“A perfume is excellent if it has a recognizable and memorable signature and provides pleasure above all else,” says Fanny Bal, nose of The Omniscient Mr Thompson, the butler who joins Portraits, the British aristocracy family imagined with humor by Penhaligon’s. From his mentor, the great Dominique Ropion, he learned the importance of patience, perseverance and a sense of rigor in creating fragrances and the meticulous precision of perfumery. In his new proposal he has given priority to the sublimation of some ingredients such as lily, rich and elegant, to translate the refinement and tradition that characterizes the brand. Combined with a sesame milk accord it gains modernity and boldness.

Describe Penhaligons in a few words.

An inspiring brand that transports us to its British universe from the first moment. It is a great reference on how to work in perfumery, mixing a timeless and contemporary approach with quality, luxury and heritage.

What would you say distinguishes your work as a perfumer?

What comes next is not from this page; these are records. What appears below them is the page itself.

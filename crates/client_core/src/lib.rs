use async_trait::async_trait;
use reqwest::{Client, RequestBuilder};
use serde::de::DeserializeOwned;
use shared::{
    domain::{Book, BookId, NewBook},
    protocol::{routes, BookListResponse, BookResponse, DeleteAck},
};
use tracing::{debug, warn};
use url::Url;

pub mod error;
pub use error::ClientError;

pub type Result<T> = std::result::Result<T, ClientError>;

/// Remote book collection. Every call is a single request: no retry, no
/// timeout beyond the transport defaults.
#[async_trait]
pub trait CatalogApi: Send + Sync {
    async fn list_books(&self) -> Result<Vec<Book>>;
    async fn create_book(&self, book: &NewBook) -> Result<Book>;
    async fn update_book(&self, id: &BookId, book: &Book) -> Result<Book>;
    async fn delete_book(&self, id: &BookId) -> Result<DeleteAck>;
}

pub struct BookClient {
    http: Client,
    base_url: String,
}

impl BookClient {
    pub fn new(base_url: &str) -> Result<Self> {
        Self::with_http_client(Client::new(), base_url)
    }

    pub fn with_http_client(http: Client, base_url: &str) -> Result<Self> {
        let base_url = base_url.trim().trim_end_matches('/').to_string();
        let parsed = Url::parse(&base_url).map_err(|source| ClientError::InvalidBaseUrl {
            url: base_url.clone(),
            source,
        })?;
        if !matches!(parsed.scheme(), "http" | "https") {
            return Err(ClientError::UnsupportedScheme {
                scheme: parsed.scheme().to_string(),
            });
        }
        Ok(Self { http, base_url })
    }

    pub fn base_url(&self) -> &str {
        &self.base_url
    }

    fn url(&self, path: &str) -> String {
        format!("{}{path}", self.base_url)
    }

    async fn send(&self, endpoint: &str, request: RequestBuilder) -> Result<String> {
        let response = request
            .send()
            .await
            .map_err(|source| ClientError::Transport {
                endpoint: endpoint.to_string(),
                source,
            })?;
        let status = response.status();
        let body = response
            .text()
            .await
            .map_err(|source| ClientError::Transport {
                endpoint: endpoint.to_string(),
                source,
            })?;

        if !status.is_success() {
            warn!(endpoint, %status, "catalog request rejected");
            return Err(ClientError::Rejected {
                endpoint: endpoint.to_string(),
                status,
                body,
            });
        }

        debug!(endpoint, %status, bytes = body.len(), "catalog request completed");
        Ok(body)
    }
}

fn decode<T: DeserializeOwned>(endpoint: &str, body: &str) -> Result<T> {
    serde_json::from_str(body).map_err(|source| ClientError::Decode {
        endpoint: endpoint.to_string(),
        source,
    })
}

/// Delete acknowledgements vary between backends; an empty or non-JSON body
/// still counts as success once the status was 2xx.
fn parse_delete_ack(body: &str) -> DeleteAck {
    if body.trim().is_empty() {
        return DeleteAck::default();
    }
    serde_json::from_str(body).unwrap_or_else(|_| DeleteAck {
        message: Some(body.trim().to_string()),
    })
}

#[async_trait]
impl CatalogApi for BookClient {
    async fn list_books(&self) -> Result<Vec<Book>> {
        let endpoint = format!("GET {}", routes::LIST_BOOKS);
        let body = self
            .send(&endpoint, self.http.get(self.url(routes::LIST_BOOKS)))
            .await?;
        let list: BookListResponse = decode(&endpoint, &body)?;
        Ok(list.data)
    }

    async fn create_book(&self, book: &NewBook) -> Result<Book> {
        let endpoint = format!("POST {}", routes::ADD_BOOK);
        let body = self
            .send(
                &endpoint,
                self.http.post(self.url(routes::ADD_BOOK)).json(book),
            )
            .await?;
        decode::<BookResponse>(&endpoint, &body).map(BookResponse::into_book)
    }

    async fn update_book(&self, id: &BookId, book: &Book) -> Result<Book> {
        let path = routes::update_book(id);
        let endpoint = format!("PUT {path}");
        let body = self
            .send(&endpoint, self.http.put(self.url(&path)).json(book))
            .await?;
        decode::<BookResponse>(&endpoint, &body).map(BookResponse::into_book)
    }

    async fn delete_book(&self, id: &BookId) -> Result<DeleteAck> {
        let path = routes::delete_book(id);
        let endpoint = format!("DELETE {path}");
        let body = self
            .send(&endpoint, self.http.delete(self.url(&path)))
            .await?;
        Ok(parse_delete_ack(&body))
    }
}

#[cfg(test)]
#[path = "tests/lib_tests.rs"]
mod tests;
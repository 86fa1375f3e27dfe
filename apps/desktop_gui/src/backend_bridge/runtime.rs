//! Runtime bridge between UI command queue and backend event intake.
//!
//! The worker thread owns a tokio runtime and the catalog client. Each command
//! runs as its own task, so a slow request never holds up the ones queued
//! behind it; completions may therefore arrive out of order and the
//! controller sorts that out.

use std::{sync::Arc, thread};

use client_core::{BookClient, CatalogApi};
use crossbeam_channel::{Receiver, Sender, TrySendError};

use crate::backend_bridge::commands::BackendCommand;
use crate::controller::events::{UiError, UiErrorContext, UiEvent};

pub fn launch(api_base_url: String, cmd_rx: Receiver<BackendCommand>, ui_tx: Sender<UiEvent>) {
    let startup_tx = ui_tx.clone();
    let spawned = thread::Builder::new()
        .name("backend-worker".to_string())
        .spawn(move || run_worker(api_base_url, cmd_rx, ui_tx));
    if let Err(err) = spawned {
        tracing::error!("failed to spawn backend worker thread: {err}");
        forward(
            &startup_tx,
            UiEvent::Error(UiError::from_message(
                UiErrorContext::BackendStartup,
                format!("backend worker startup failure: {err}"),
            )),
        );
    }
}

fn run_worker(api_base_url: String, cmd_rx: Receiver<BackendCommand>, ui_tx: Sender<UiEvent>) {
    let runtime = match tokio::runtime::Builder::new_multi_thread()
        .enable_all()
        .build()
    {
        Ok(runtime) => runtime,
        Err(err) => {
            tracing::error!("failed to build backend runtime: {err}");
            forward(
                &ui_tx,
                UiEvent::Error(UiError::from_message(
                    UiErrorContext::BackendStartup,
                    format!("backend worker startup failure: failed to build runtime: {err}"),
                )),
            );
            return;
        }
    };

    let api: Arc<dyn CatalogApi> = match BookClient::new(&api_base_url) {
        Ok(client) => Arc::new(client),
        Err(err) => {
            tracing::error!(api_base_url = %api_base_url, "failed to configure catalog client: {err}");
            forward(
                &ui_tx,
                UiEvent::Error(UiError::from_client_error(
                    UiErrorContext::BackendStartup,
                    &err,
                )),
            );
            return;
        }
    };
    tracing::info!(api_base_url = %api_base_url, "backend worker ready");
    forward(&ui_tx, UiEvent::Info("Loading books...".to_string()));

    runtime.block_on(async move {
        while let Ok(cmd) = cmd_rx.recv() {
            let api = Arc::clone(&api);
            let ui_tx = ui_tx.clone();
            tokio::spawn(async move {
                let event = execute(api.as_ref(), cmd).await;
                forward(&ui_tx, event);
            });
        }
        tracing::debug!("ui command queue closed; backend worker stopping");
    });
}

/// Runs one command against the catalog and maps the outcome to the event
/// the controller expects.
pub async fn execute(api: &dyn CatalogApi, cmd: BackendCommand) -> UiEvent {
    match cmd {
        BackendCommand::FetchBooks { generation } => match api.list_books().await {
            Ok(books) => UiEvent::BooksLoaded { generation, books },
            Err(err) => UiEvent::Error(UiError::from_client_error(UiErrorContext::Refresh, &err)),
        },
        BackendCommand::CreateBook { book } => match api.create_book(&book).await {
            Ok(book) => UiEvent::BookSaved { book },
            Err(err) => UiEvent::Error(UiError::from_client_error(UiErrorContext::Save, &err)),
        },
        BackendCommand::UpdateBook { id, book } => match api.update_book(&id, &book).await {
            Ok(book) => UiEvent::BookSaved { book },
            Err(err) => UiEvent::Error(UiError::from_client_error(UiErrorContext::Save, &err)),
        },
        BackendCommand::DeleteBook { id } => match api.delete_book(&id).await {
            Ok(_) => UiEvent::BookDeleted { id },
            Err(err) => UiEvent::Error(UiError::from_client_error(UiErrorContext::Delete, &err)),
        },
    }
}

/// Completions that arrive after the window closed are dropped here rather
/// than applied to a UI that no longer exists.
fn forward(ui_tx: &Sender<UiEvent>, event: UiEvent) {
    match ui_tx.try_send(event) {
        Ok(()) => {}
        Err(TrySendError::Full(_)) => {
            tracing::warn!("backend->ui event queue is full; dropping event");
        }
        Err(TrySendError::Disconnected(_)) => {
            tracing::debug!("ui is gone; dropping late backend completion");
        }
    }
}

#[cfg(test)]
#[path = "../tests/runtime_tests.rs"]
mod tests;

Without a doubt, the readability. I like to create clear signatures that enhance the beauty of a strong olfactory idea.

Where do you start to achieve those results?

Due to a significant duality of ingredients. I like to explore the facets of contrasts and then round out the note.

How did you imagine the butler to portray him olfactory?

For me he is someone whose presence we feel even when he is not there. One of the characters that inspired me was 007, because he has a mysterious aura very similar to Mr Thompson in my imagination, who is always on a mission, trying to discover or uncover something. The entire context and history of the character transports me directly to the traditional British tea rooms, which combine class, the art of serving and the world of baking. Elements that speak to me.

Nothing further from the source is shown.